* **What you are asked to do**
Return the records below exactly as they are written.

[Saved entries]
┌────────
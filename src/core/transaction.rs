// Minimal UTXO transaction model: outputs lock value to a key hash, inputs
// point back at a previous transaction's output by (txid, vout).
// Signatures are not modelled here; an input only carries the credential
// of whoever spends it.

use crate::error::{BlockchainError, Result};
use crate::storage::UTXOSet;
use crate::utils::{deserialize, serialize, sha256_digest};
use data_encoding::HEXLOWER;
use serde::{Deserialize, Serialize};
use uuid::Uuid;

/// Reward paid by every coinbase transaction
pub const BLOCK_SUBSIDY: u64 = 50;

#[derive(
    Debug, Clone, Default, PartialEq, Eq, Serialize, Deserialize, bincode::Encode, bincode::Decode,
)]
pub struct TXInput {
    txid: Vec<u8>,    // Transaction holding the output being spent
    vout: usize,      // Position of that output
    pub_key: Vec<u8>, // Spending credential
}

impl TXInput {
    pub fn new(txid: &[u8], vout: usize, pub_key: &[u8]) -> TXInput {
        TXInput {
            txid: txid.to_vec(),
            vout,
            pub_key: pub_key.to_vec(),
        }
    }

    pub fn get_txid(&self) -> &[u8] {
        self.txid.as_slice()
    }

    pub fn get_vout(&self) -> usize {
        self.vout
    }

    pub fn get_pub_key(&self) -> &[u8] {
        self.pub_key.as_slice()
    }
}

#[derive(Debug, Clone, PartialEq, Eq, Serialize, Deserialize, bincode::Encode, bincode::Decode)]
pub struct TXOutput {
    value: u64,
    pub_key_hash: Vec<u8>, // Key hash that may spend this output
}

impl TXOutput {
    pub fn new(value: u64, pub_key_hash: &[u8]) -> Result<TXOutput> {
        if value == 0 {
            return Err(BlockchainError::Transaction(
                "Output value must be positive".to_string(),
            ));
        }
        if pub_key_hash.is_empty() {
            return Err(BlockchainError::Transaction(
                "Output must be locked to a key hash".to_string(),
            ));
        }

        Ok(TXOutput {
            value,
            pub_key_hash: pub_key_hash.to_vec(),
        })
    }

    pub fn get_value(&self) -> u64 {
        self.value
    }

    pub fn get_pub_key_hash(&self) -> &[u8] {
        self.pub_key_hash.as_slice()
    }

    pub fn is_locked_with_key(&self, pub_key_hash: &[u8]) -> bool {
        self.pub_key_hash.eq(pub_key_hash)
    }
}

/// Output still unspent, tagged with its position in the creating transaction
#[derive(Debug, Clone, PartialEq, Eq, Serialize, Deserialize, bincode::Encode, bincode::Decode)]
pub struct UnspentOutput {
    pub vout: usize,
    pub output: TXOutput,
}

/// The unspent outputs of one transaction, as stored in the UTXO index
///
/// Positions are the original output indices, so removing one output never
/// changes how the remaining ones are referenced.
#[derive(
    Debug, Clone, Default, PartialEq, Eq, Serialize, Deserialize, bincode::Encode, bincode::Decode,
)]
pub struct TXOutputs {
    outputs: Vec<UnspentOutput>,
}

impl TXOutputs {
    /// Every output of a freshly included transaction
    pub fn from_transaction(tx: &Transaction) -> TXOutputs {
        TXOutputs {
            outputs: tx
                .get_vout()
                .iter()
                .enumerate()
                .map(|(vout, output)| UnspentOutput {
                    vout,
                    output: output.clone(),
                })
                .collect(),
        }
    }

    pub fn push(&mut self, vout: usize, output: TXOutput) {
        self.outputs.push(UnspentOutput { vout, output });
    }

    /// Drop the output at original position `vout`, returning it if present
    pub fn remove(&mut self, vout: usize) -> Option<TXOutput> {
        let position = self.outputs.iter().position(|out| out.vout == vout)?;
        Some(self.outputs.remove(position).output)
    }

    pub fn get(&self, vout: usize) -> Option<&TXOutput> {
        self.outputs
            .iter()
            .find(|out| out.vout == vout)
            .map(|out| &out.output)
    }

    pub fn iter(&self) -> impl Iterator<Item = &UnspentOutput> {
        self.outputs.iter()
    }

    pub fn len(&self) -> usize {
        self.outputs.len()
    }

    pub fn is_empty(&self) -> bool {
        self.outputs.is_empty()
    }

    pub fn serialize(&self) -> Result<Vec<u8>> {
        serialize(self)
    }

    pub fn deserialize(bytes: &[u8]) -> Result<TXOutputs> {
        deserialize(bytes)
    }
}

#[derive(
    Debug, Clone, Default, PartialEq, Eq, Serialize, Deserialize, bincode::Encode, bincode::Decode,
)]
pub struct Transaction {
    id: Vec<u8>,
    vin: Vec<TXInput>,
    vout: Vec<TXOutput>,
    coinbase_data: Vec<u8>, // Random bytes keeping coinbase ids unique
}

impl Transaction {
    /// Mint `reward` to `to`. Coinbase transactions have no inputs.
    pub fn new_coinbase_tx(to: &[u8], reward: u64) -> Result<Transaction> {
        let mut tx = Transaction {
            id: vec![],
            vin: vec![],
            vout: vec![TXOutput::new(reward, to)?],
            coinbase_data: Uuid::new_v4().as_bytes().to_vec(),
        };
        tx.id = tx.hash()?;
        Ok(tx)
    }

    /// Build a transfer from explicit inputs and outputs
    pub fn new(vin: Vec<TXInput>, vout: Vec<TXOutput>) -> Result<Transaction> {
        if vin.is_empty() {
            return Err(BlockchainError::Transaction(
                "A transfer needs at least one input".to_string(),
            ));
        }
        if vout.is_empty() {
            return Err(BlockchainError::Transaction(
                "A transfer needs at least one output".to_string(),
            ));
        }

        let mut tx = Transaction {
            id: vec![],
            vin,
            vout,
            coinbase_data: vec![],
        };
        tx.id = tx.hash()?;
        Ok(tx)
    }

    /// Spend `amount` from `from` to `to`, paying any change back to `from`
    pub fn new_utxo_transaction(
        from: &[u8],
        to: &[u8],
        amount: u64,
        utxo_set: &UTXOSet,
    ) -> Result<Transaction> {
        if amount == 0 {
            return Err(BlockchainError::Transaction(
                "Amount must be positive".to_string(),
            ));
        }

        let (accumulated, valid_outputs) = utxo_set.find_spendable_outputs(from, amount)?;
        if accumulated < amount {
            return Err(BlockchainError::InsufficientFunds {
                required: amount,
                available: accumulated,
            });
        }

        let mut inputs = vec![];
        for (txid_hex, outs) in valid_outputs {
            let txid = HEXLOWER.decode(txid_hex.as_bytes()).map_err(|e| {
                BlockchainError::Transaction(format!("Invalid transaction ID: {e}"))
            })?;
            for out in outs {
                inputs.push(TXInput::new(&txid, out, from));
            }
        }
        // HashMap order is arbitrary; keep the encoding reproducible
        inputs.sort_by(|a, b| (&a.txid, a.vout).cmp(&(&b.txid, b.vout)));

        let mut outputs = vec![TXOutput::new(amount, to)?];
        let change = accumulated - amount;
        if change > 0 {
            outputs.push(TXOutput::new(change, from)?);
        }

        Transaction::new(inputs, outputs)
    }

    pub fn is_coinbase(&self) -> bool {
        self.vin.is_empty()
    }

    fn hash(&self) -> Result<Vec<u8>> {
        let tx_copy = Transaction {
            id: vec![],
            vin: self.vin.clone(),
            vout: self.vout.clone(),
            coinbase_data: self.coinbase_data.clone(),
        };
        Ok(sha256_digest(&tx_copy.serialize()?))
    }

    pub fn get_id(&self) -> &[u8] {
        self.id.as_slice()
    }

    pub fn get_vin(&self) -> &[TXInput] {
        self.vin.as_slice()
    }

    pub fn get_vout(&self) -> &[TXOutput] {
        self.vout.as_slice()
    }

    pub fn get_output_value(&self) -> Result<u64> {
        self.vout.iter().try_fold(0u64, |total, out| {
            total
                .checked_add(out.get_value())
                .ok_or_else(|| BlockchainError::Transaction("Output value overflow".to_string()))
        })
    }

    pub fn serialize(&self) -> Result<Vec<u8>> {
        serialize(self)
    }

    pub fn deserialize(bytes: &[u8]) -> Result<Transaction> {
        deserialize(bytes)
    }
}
└────────
* **The completed task**
filename src/core/transaction.rs
// Minimal UTXO transaction model: outputs lock value to a key hash, inputs
// point back at a previous transaction's output by (txid, vout).
// Signatures are not modelled here; an input only carries the credential
// of whoever spends it.

use crate::error::{BlockchainError, Result};
use crate::storage::UTXOSet;
use crate::utils::{deserialize, serialize, sha256_digest};
use data_encoding::HEXLOWER;
use serde::{Deserialize, Serialize};
use uuid::Uuid;

/// Reward paid by every coinbase transaction
pub const BLOCK_SUBSIDY: u64 = 50;

#[derive(
    Debug, Clone, Default, PartialEq, Eq, Serialize, Deserialize, bincode::Encode, bincode::Decode,
)]
pub struct TXInput {
    txid: Vec<u8>,    // Transaction holding the output being spent
    vout: usize,      // Position of that output
    pub_key: Vec<u8>, // Spending credential
}

impl TXInput {
    pub fn new(txid: &[u8], vout: usize, pub_key: &[u8]) -> TXInput {
        TXInput {
            txid: txid.to_vec(),
            vout,
            pub_key: pub_key.to_vec(),
        }
    }

    pub fn get_txid(&self) -> &[u8] {
        self.txid.as_slice()
    }

    pub fn get_vout(&self) -> usize {
        self.vout
    }

    pub fn get_pub_key(&self) -> &[u8] {
        self.pub_key.as_slice()
    }
}

#[derive(Debug, Clone, PartialEq, Eq, Serialize, Deserialize, bincode::Encode, bincode::Decode)]
pub struct TXOutput {
    value: u64,
    pub_key_hash: Vec<u8>, // Key hash that may spend this output
}

impl TXOutput {
    pub fn new(value: u64, pub_key_hash: &[u8]) -> Result<TXOutput> {
        if value == 0 {
            return Err(BlockchainError::Transaction(
                "Output value must be positive".to_string(),
            ));
        }
        if pub_key_hash.is_empty() {
            return Err(BlockchainError::Transaction(
                "Output must be locked to a key hash".to_string(),
            ));
        }

        Ok(TXOutput {
            value,
            pub_key_hash: pub_key_hash.to_vec(),
        })
    }

    pub fn get_value(&self) -> u64 {
        self.value
    }

    pub fn get_pub_key_hash(&self) -> &[u8] {
        self.pub_key_hash.as_slice()
    }

    pub fn is_locked_with_key(&self, pub_key_hash: &[u8]) -> bool {
        self.pub_key_hash.eq(pub_key_hash)
    }
}

/// Output still unspent, tagged with its position in the creating transaction
#[derive(Debug, Clone, PartialEq, Eq, Serialize, Deserialize, bincode::Encode, bincode::Decode)]
pub struct UnspentOutput {
    pub vout: usize,
    pub output: TXOutput,
}

/// The unspent outputs of one transaction, as stored in the UTXO index
///
/// Positions are the original output indices, so removing one output never
/// changes how the remaining ones are referenced.
#[derive(
    Debug, Clone, Default, PartialEq, Eq, Serialize, Deserialize, bincode::Encode, bincode::Decode,
)]
pub struct TXOutputs {
    outputs: Vec<UnspentOutput>,
}

impl TXOutputs {
    /// Every output of a freshly included transaction
    pub fn from_transaction(tx: &Transaction) -> TXOutputs {
        TXOutputs {
            outputs: tx
                .get_vout()
                .iter()
                .enumerate()
                .map(|(vout, output)| UnspentOutput {
                    vout,
                    output: output.clone(),
                })
                .collect(),
        }
    }

    pub fn push(&mut self, vout: usize, output: TXOutput) {
        self.outputs.push(UnspentOutput { vout, output });
    }

    /// Drop the output at original position `vout`, returning it if present
    pub fn remove(&mut self, vout: usize) -> Option<TXOutput> {
        let position = self.outputs.iter().position(|out| out.vout == vout)?;
        Some(self.outputs.remove(position).output)
    }

    pub fn get(&self, vout: usize) -> Option<&TXOutput> {
        self.outputs
            .iter()
            .find(|out| out.vout == vout)
            .map(|out| &out.output)
    }

    pub fn iter(&self) -> impl Iterator<Item = &UnspentOutput> {
        self.outputs.iter()
    }

    pub fn len(&self) -> usize {
        self.outputs.len()
    }

    pub fn is_empty(&self) -> bool {
        self.outputs.is_empty()
    }

    pub fn serialize(&self) -> Result<Vec<u8>> {
        serialize(self)
    }

    pub fn deserialize(bytes: &[u8]) -> Result<TXOutputs> {
        deserialize(bytes)
    }
}

#[derive(
    Debug, Clone, Default, PartialEq, Eq, Serialize, Deserialize, bincode::Encode, bincode::Decode,
)]
pub struct Transaction {
    id: Vec<u8>,
    vin: Vec<TXInput>,
    vout: Vec<TXOutput>,
    coinbase_data: Vec<u8>, // Random bytes keeping coinbase ids unique
}

impl Transaction {
    /// Mint `reward` to `to`. Coinbase transactions have no inputs.
    pub fn new_coinbase_tx(to: &[u8], reward: u64) -> Result<Transaction> {
        let mut tx = Transaction {
            id: vec![],
            vin: vec![],
            vout: vec![TXOutput::new(reward, to)?],
            coinbase_data: Uuid::new_v4().as_bytes().to_vec(),
        };
        tx.id = tx.hash()?;
        Ok(tx)
    }

    /// Build a transfer from explicit inputs and outputs
    pub fn new(vin: Vec<TXInput>, vout: Vec<TXOutput>) -> Result<Transaction> {
        if vin.is_empty() {
            return Err(BlockchainError::Transaction(
                "A transfer needs at least one input".to_string(),
            ));
        }
        if vout.is_empty() {
            return Err(BlockchainError::Transaction(
                "A transfer needs at least one output".to_string(),
            ));
        }

        let mut tx = Transaction {
            id: vec![],
            vin,
            vout,
            coinbase_data: vec![],
        };
        tx.id = tx.hash()?;
        Ok(tx)
    }

    /// Spend `amount` from `from` to `to`, paying any change back to `from`
    pub fn new_utxo_transaction(
        from: &[u8],
        to: &[u8],
        amount: u64,
        utxo_set: &UTXOSet,
    ) -> Result<Transaction> {
        if amount == 0 {
            return Err(BlockchainError::Transaction(
                "Amount must be positive".to_string(),
            ));
        }

        let (accumulated, valid_outputs) = utxo_set.find_spendable_outputs(from, amount)?;
        if accumulated < amount {
            return Err(BlockchainError::InsufficientFunds {
                required: amount,
                available: accumulated,
            });
        }

        let mut inputs = vec![];
        for (txid_hex, outs) in valid_outputs {
            let txid = HEXLOWER.decode(txid_hex.as_bytes()).map_err(|e| {
                BlockchainError::Transaction(format!("Invalid transaction ID: {e}"))
            })?;
            for out in outs {
                inputs.push(TXInput::new(&txid, out, from));
            }
        }
        // HashMap order is arbitrary; keep the encoding reproducible
        inputs.sort_by(|a, b| (&a.txid, a.vout).cmp(&(&b.txid, b.vout)));

        let mut outputs = vec![TXOutput::new(amount, to)?];
        let change = accumulated - amount;
        if change > 0 {
            outputs.push(TXOutput::new(change, from)?);
        }

        Transaction::new(inputs, outputs)
    }

    pub fn is_coinbase(&self) -> bool {
        self.vin.is_empty()
    }

    fn hash(&self) -> Result<Vec<u8>> {
        let tx_copy = Transaction {
            id: vec![],
            vin: self.vin.clone(),
            vout: self.vout.clone(),
            coinbase_data: self.coinbase_data.clone(),
        };
        Ok(sha256_digest(&tx_copy.serialize()?))
    }

    pub fn get_id(&self) -> &[u8] {
        self.id.as_slice()
    }

    pub fn get_vin(&self) -> &[TXInput] {
        self.vin.as_slice()
    }

    pub fn get_vout(&self) -> &[TXOutput] {
        self.vout.as_slice()
    }

    pub fn get_output_value(&self) -> Result<u64> {
        self.vout.iter().try_fold(0u64, |total, out| {
            total
                .checked_add(out.get_value())
                .ok_or_else(|| BlockchainError::Transaction("Output value overflow".to_string()))
        })
    }

    pub fn serialize(&self) -> Result<Vec<u8>> {
        serialize(self)
    }

    pub fn deserialize(bytes: &[u8]) -> Result<Transaction> {
        deserialize(bytes)
    }
}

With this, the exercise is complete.